** To do **
From the entries that follow, copy every line with the word "CropSettings".

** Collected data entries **
:::
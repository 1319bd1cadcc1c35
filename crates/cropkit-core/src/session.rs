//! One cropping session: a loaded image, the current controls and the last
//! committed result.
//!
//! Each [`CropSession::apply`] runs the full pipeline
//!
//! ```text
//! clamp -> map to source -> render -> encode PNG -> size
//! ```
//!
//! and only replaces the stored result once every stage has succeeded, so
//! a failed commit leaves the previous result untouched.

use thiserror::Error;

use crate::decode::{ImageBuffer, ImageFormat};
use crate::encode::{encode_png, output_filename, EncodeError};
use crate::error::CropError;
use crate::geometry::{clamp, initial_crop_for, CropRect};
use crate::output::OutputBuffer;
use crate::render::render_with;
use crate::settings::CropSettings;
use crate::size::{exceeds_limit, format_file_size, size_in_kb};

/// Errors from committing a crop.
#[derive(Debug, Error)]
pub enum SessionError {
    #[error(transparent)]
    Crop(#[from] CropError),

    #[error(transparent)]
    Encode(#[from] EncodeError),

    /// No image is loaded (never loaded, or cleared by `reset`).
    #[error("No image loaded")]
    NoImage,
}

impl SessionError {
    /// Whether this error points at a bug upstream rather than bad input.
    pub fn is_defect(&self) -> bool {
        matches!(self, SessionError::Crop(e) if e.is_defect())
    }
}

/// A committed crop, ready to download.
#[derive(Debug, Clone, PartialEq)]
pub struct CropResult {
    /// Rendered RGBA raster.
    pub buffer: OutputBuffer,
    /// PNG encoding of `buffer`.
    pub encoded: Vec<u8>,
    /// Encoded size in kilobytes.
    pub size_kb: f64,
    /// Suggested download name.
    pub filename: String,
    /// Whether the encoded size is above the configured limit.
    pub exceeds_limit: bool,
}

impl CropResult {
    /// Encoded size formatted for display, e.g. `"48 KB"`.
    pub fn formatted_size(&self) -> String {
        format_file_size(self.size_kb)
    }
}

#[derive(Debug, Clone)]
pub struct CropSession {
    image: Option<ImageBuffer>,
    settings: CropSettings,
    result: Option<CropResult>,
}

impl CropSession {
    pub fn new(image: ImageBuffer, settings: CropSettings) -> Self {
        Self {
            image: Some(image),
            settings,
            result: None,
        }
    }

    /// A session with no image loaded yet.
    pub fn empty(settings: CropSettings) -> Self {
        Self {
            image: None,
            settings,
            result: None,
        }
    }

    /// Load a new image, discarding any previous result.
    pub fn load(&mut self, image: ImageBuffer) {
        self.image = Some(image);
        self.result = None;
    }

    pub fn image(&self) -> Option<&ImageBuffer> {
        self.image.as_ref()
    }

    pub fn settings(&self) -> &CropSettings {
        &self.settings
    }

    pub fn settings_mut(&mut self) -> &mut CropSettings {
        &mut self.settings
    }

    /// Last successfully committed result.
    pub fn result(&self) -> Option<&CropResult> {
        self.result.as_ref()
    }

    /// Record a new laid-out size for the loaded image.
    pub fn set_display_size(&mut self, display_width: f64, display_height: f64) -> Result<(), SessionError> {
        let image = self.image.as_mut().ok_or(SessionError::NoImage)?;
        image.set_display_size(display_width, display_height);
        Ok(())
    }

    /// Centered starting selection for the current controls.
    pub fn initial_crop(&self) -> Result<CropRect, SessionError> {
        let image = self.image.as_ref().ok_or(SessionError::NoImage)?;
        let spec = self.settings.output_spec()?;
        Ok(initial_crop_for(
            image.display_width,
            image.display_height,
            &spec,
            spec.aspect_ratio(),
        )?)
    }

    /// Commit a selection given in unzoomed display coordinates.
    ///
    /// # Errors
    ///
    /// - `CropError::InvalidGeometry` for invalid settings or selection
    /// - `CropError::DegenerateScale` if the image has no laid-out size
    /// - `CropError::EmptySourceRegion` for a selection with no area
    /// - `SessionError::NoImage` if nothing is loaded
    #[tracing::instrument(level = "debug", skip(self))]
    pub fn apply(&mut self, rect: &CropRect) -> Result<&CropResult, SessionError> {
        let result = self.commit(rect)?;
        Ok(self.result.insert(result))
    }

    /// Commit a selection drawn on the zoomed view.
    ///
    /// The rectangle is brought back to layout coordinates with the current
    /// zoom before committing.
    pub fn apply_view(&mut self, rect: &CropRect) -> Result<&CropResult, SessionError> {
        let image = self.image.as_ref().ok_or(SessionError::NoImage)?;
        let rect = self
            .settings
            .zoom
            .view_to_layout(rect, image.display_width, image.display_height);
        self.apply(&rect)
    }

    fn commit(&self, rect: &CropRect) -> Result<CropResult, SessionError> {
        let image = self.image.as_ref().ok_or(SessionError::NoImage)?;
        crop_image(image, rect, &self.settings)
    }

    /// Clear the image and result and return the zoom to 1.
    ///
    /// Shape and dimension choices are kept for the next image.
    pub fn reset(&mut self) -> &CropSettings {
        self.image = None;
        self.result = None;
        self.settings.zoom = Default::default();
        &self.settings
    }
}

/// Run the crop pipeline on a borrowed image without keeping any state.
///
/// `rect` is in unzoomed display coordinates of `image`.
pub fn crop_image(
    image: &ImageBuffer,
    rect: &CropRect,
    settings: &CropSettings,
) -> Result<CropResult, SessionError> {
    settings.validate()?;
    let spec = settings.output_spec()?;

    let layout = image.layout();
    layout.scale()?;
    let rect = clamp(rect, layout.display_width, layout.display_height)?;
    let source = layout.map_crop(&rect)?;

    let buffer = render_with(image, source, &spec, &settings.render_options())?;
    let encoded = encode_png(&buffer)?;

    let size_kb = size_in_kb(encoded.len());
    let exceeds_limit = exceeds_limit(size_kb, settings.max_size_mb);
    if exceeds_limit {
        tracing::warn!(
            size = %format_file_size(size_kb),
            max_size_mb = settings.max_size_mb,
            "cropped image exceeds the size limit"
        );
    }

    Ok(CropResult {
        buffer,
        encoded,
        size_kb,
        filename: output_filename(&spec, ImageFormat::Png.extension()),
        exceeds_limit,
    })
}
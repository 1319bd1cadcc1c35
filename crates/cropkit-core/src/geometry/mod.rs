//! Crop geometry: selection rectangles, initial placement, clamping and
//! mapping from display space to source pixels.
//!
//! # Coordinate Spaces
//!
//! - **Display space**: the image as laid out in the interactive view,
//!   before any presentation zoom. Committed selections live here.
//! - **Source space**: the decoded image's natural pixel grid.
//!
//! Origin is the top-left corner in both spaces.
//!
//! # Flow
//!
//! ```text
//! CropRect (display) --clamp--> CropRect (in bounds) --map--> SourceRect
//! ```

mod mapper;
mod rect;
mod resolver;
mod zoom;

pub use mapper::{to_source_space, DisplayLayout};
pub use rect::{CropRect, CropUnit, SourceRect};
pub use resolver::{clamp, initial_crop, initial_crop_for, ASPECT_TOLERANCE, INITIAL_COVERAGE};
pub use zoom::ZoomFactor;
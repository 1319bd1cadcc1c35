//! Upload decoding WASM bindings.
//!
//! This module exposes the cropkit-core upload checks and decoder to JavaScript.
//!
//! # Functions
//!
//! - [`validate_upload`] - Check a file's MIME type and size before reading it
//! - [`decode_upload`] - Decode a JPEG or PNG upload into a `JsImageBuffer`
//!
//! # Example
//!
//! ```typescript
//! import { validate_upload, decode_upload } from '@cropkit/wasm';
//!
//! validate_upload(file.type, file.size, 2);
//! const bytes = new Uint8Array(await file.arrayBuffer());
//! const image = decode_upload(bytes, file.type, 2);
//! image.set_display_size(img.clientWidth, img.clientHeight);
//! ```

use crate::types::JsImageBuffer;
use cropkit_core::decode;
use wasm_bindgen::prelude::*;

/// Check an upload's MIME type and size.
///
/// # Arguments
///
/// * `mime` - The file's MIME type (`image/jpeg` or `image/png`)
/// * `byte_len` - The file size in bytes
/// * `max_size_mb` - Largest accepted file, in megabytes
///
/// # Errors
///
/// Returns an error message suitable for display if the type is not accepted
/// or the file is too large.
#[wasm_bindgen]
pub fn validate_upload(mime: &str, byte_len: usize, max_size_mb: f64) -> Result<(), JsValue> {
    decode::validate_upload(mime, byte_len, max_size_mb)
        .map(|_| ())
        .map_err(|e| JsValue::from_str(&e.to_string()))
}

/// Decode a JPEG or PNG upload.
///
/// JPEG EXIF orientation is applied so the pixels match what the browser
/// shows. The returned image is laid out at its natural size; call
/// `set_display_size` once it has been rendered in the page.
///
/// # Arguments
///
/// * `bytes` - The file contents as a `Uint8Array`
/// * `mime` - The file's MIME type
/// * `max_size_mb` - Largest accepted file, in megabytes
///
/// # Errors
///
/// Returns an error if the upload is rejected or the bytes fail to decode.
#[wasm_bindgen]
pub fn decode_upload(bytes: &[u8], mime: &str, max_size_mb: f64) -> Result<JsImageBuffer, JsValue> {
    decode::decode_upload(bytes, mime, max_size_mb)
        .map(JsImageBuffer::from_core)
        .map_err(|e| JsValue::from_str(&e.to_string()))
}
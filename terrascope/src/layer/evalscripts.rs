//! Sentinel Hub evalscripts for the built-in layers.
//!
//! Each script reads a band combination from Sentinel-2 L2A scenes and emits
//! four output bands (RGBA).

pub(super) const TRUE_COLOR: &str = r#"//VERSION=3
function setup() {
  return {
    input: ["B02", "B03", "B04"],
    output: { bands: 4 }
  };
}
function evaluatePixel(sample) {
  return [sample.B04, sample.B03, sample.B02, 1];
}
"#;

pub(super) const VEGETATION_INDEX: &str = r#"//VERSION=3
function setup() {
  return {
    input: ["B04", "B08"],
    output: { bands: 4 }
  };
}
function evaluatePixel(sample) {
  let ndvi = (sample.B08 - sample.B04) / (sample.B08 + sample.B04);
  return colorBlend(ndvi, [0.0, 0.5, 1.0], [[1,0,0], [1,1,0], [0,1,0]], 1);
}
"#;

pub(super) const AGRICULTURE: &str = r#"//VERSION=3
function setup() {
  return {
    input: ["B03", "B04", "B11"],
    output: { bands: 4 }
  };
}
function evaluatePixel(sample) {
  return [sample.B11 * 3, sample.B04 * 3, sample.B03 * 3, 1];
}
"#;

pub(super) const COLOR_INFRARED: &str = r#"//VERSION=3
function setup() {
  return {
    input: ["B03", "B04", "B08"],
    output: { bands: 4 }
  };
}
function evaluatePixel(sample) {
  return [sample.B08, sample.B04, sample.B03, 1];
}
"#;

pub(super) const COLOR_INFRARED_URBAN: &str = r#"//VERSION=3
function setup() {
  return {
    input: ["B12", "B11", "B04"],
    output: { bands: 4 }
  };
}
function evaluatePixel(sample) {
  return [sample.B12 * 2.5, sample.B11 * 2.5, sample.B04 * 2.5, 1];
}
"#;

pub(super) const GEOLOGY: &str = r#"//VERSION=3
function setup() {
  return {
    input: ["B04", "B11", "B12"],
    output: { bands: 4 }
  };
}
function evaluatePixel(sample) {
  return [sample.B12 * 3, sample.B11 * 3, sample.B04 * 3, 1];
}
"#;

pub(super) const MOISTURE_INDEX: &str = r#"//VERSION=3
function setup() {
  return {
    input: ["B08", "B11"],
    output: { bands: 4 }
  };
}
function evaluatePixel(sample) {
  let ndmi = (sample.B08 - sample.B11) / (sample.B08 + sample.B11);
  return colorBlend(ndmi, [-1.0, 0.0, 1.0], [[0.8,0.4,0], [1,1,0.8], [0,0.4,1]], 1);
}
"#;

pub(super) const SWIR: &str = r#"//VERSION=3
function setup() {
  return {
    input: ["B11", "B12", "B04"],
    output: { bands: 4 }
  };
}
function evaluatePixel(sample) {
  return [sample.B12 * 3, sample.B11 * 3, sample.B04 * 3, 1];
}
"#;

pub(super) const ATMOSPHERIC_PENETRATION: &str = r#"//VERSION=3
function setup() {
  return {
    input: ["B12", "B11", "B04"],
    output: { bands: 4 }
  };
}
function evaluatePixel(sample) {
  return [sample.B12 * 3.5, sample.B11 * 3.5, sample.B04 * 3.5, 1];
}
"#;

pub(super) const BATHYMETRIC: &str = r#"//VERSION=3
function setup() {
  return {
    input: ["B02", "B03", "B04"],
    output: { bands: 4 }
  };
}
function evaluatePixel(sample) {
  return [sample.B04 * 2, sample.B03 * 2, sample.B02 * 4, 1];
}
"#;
:::
** Written response **
use crate::settings::CropSettings;
    settings: CropSettings,
    pub fn new(image: ImageBuffer, settings: CropSettings) -> Self {
    pub fn empty(settings: CropSettings) -> Self {
    pub fn settings(&self) -> &CropSettings {
    pub fn settings_mut(&mut self) -> &mut CropSettings {
    pub fn reset(&mut self) -> &CropSettings {
    settings: &CropSettings,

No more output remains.